*TRY IT*
Give a verbatim quotation of every record.

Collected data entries
◇ ◇ ◇ ◇

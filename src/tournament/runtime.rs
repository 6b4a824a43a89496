// src/tournament/runtime.rs

use crate::api::commands::{Command, CommandResponse};
use crate::api::dto::{map_bracket_view, TournamentViewDto};
use crate::api::errors::ApiError;
use crate::api::queries::{Query, QueryResponse};
use crate::bracket;
use crate::domain::config::RoundOrder;
use crate::infra::persistence::BracketStorage;
use crate::infra::session::SessionContext;
use crate::BracketOperation;

use super::lobby::{LobbyError, TournamentLobby};

impl From<LobbyError> for ApiError {
    fn from(err: LobbyError) -> Self {
        match err {
            LobbyError::Unauthorized => ApiError::Unauthorized,
            LobbyError::TournamentNotFound { tournament_id } => {
                ApiError::TournamentNotFound(tournament_id)
            }
            LobbyError::InvalidConfig(msg) => ApiError::Internal(msg),
            LobbyError::Tournament(e) => e.into(),
            LobbyError::Bracket(e) => e.into(),
            LobbyError::Storage(e) => e.into(),
        }
    }
}

/// Рантайм-слой: разбирает команды и запросы API и вызывает лобби.
///
/// Это то, что делает контракт/сервис Linera (или оффчейн-сервер)
/// на каждую операцию.
pub struct TournamentRuntime;

impl TournamentRuntime {
    /// Выполнить команду от имени пользователя сессии.
    pub fn execute_command<S: BracketStorage>(
        lobby: &mut TournamentLobby<S>,
        session: &SessionContext,
        command: Command,
    ) -> Result<CommandResponse, ApiError> {
        match command {
            Command::CreateTournament(cmd) => {
                let t = lobby.create_tournament(session, cmd.tournament_id, cmd.settings)?;
                Ok(CommandResponse::TournamentState(TournamentViewDto::from(&t)))
            }

            Command::RegisterTeam(cmd) => {
                let t = lobby.register_team(session, cmd.tournament_id, &cmd.team)?;
                Ok(CommandResponse::TournamentState(TournamentViewDto::from(&t)))
            }

            Command::AddReferee(cmd) => {
                if cmd.username.trim().is_empty() {
                    return Err(ApiError::BadRequest("referee username is empty".into()));
                }
                let t = lobby.add_referee(session, cmd.tournament_id, &cmd.username)?;
                Ok(CommandResponse::TournamentState(TournamentViewDto::from(&t)))
            }

            Command::GenerateBracket(cmd) => {
                let matches = lobby.generate_bracket(session, cmd.tournament_id, cmd.draw_seed)?;
                Ok(CommandResponse::BracketGenerated(matches))
            }

            Command::ReportScore(cmd) => {
                let view = lobby.report_score(
                    session,
                    cmd.tournament_id,
                    cmd.id_in_tournament,
                    cmd.score1,
                    cmd.score2,
                )?;
                let champion = lobby.get(cmd.tournament_id)?.champion;
                Ok(CommandResponse::Bracket(map_bracket_view(
                    cmd.tournament_id,
                    view,
                    champion,
                )))
            }
        }
    }

    /// Выполнить операцию контракта (`BracketAbi::Operation`).
    pub fn execute_operation<S: BracketStorage>(
        lobby: &mut TournamentLobby<S>,
        session: &SessionContext,
        operation: BracketOperation,
    ) -> Result<CommandResponse, ApiError> {
        Self::execute_command(lobby, session, operation.into_command())
    }

    /// Выполнить запрос "только чтение".
    pub fn execute_query<S: BracketStorage>(
        lobby: &TournamentLobby<S>,
        query: Query,
    ) -> Result<QueryResponse, ApiError> {
        match query {
            Query::GetTournament { tournament_id } => {
                let t = lobby.get(tournament_id)?;
                Ok(QueryResponse::TournamentInfo(TournamentViewDto::from(&t)))
            }

            Query::GetMatches { tournament_id } => {
                lobby.get(tournament_id)?;
                let matches = lobby.storage().fetch_matches(tournament_id)?;
                Ok(QueryResponse::Matches(matches))
            }

            Query::GetBracket {
                tournament_id,
                root_first,
            } => {
                let order = if root_first {
                    RoundOrder::RootFirst
                } else {
                    RoundOrder::LeavesFirst
                };
                let view = lobby.bracket_view(tournament_id, Some(order))?;
                let matches = lobby.storage().fetch_matches(tournament_id)?;
                Ok(QueryResponse::Bracket(map_bracket_view(
                    tournament_id,
                    view,
                    bracket::champion(&matches),
                )))
            }
        }
    }
}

◇ ◇ ◇ ◇

*PROBLEM SOLUTION*
filename src/tournament/runtime.rs
repository 6b4a824a43a89496
// src/tournament/runtime.rs

use crate::api::commands::{Command, CommandResponse};
use crate::api::dto::{map_bracket_view, TournamentViewDto};
use crate::api::errors::ApiError;
use crate::api::queries::{Query, QueryResponse};
use crate::bracket;
use crate::domain::config::RoundOrder;
use crate::infra::persistence::BracketStorage;
use crate::infra::session::SessionContext;
use crate::BracketOperation;

use super::lobby::{LobbyError, TournamentLobby};

impl From<LobbyError> for ApiError {
    fn from(err: LobbyError) -> Self {
        match err {
            LobbyError::Unauthorized => ApiError::Unauthorized,
            LobbyError::TournamentNotFound { tournament_id } => {
                ApiError::TournamentNotFound(tournament_id)
            }
            LobbyError::InvalidConfig(msg) => ApiError::Internal(msg),
            LobbyError::Tournament(e) => e.into(),
            LobbyError::Bracket(e) => e.into(),
            LobbyError::Storage(e) => e.into(),
        }
    }
}

/// Рантайм-слой: разбирает команды и запросы API и вызывает лобби.
///
/// Это то, что делает контракт/сервис Linera (или оффчейн-сервер)
/// на каждую операцию.
pub struct TournamentRuntime;

impl TournamentRuntime {
    /// Выполнить команду от имени пользователя сессии.
    pub fn execute_command<S: BracketStorage>(
        lobby: &mut TournamentLobby<S>,
        session: &SessionContext,
        command: Command,
    ) -> Result<CommandResponse, ApiError> {
        match command {
            Command::CreateTournament(cmd) => {
                let t = lobby.create_tournament(session, cmd.tournament_id, cmd.settings)?;
                Ok(CommandResponse::TournamentState(TournamentViewDto::from(&t)))
            }

            Command::RegisterTeam(cmd) => {
                let t = lobby.register_team(session, cmd.tournament_id, &cmd.team)?;
                Ok(CommandResponse::TournamentState(TournamentViewDto::from(&t)))
            }

            Command::AddReferee(cmd) => {
                if cmd.username.trim().is_empty() {
                    return Err(ApiError::BadRequest("referee username is empty".into()));
                }
                let t = lobby.add_referee(session, cmd.tournament_id, &cmd.username)?;
                Ok(CommandResponse::TournamentState(TournamentViewDto::from(&t)))
            }

            Command::GenerateBracket(cmd) => {
                let matches = lobby.generate_bracket(session, cmd.tournament_id, cmd.draw_seed)?;
                Ok(CommandResponse::BracketGenerated(matches))
            }

            Command::ReportScore(cmd) => {
                let view = lobby.report_score(
                    session,
                    cmd.tournament_id,
                    cmd.id_in_tournament,
                    cmd.score1,
                    cmd.score2,
                )?;
                let champion = lobby.get(cmd.tournament_id)?.champion;
                Ok(CommandResponse::Bracket(map_bracket_view(
                    cmd.tournament_id,
                    view,
                    champion,
                )))
            }
        }
    }

    /// Выполнить операцию контракта (`BracketAbi::Operation`).
    pub fn execute_operation<S: BracketStorage>(
        lobby: &mut TournamentLobby<S>,
        session: &SessionContext,
        operation: BracketOperation,
    ) -> Result<CommandResponse, ApiError> {
        Self::execute_command(lobby, session, operation.into_command())
    }

    /// Выполнить запрос "только чтение".
    pub fn execute_query<S: BracketStorage>(
        lobby: &TournamentLobby<S>,
        query: Query,
    ) -> Result<QueryResponse, ApiError> {
        match query {
            Query::GetTournament { tournament_id } => {
                let t = lobby.get(tournament_id)?;
                Ok(QueryResponse::TournamentInfo(TournamentViewDto::from(&t)))
            }

            Query::GetMatches { tournament_id } => {
                lobby.get(tournament_id)?;
                let matches = lobby.storage().fetch_matches(tournament_id)?;
                Ok(QueryResponse::Matches(matches))
            }

            Query::GetBracket {
                tournament_id,
                root_first,
            } => {
                let order = if root_first {
                    RoundOrder::RootFirst
                } else {
                    RoundOrder::LeavesFirst
                };
                let view = lobby.bracket_view(tournament_id, Some(order))?;
                let matches = lobby.storage().fetch_matches(tournament_id)?;
                Ok(QueryResponse::Bracket(map_bracket_view(
                    tournament_id,
                    view,
                    bracket::champion(&matches),
                )))
            }
        }
    }
}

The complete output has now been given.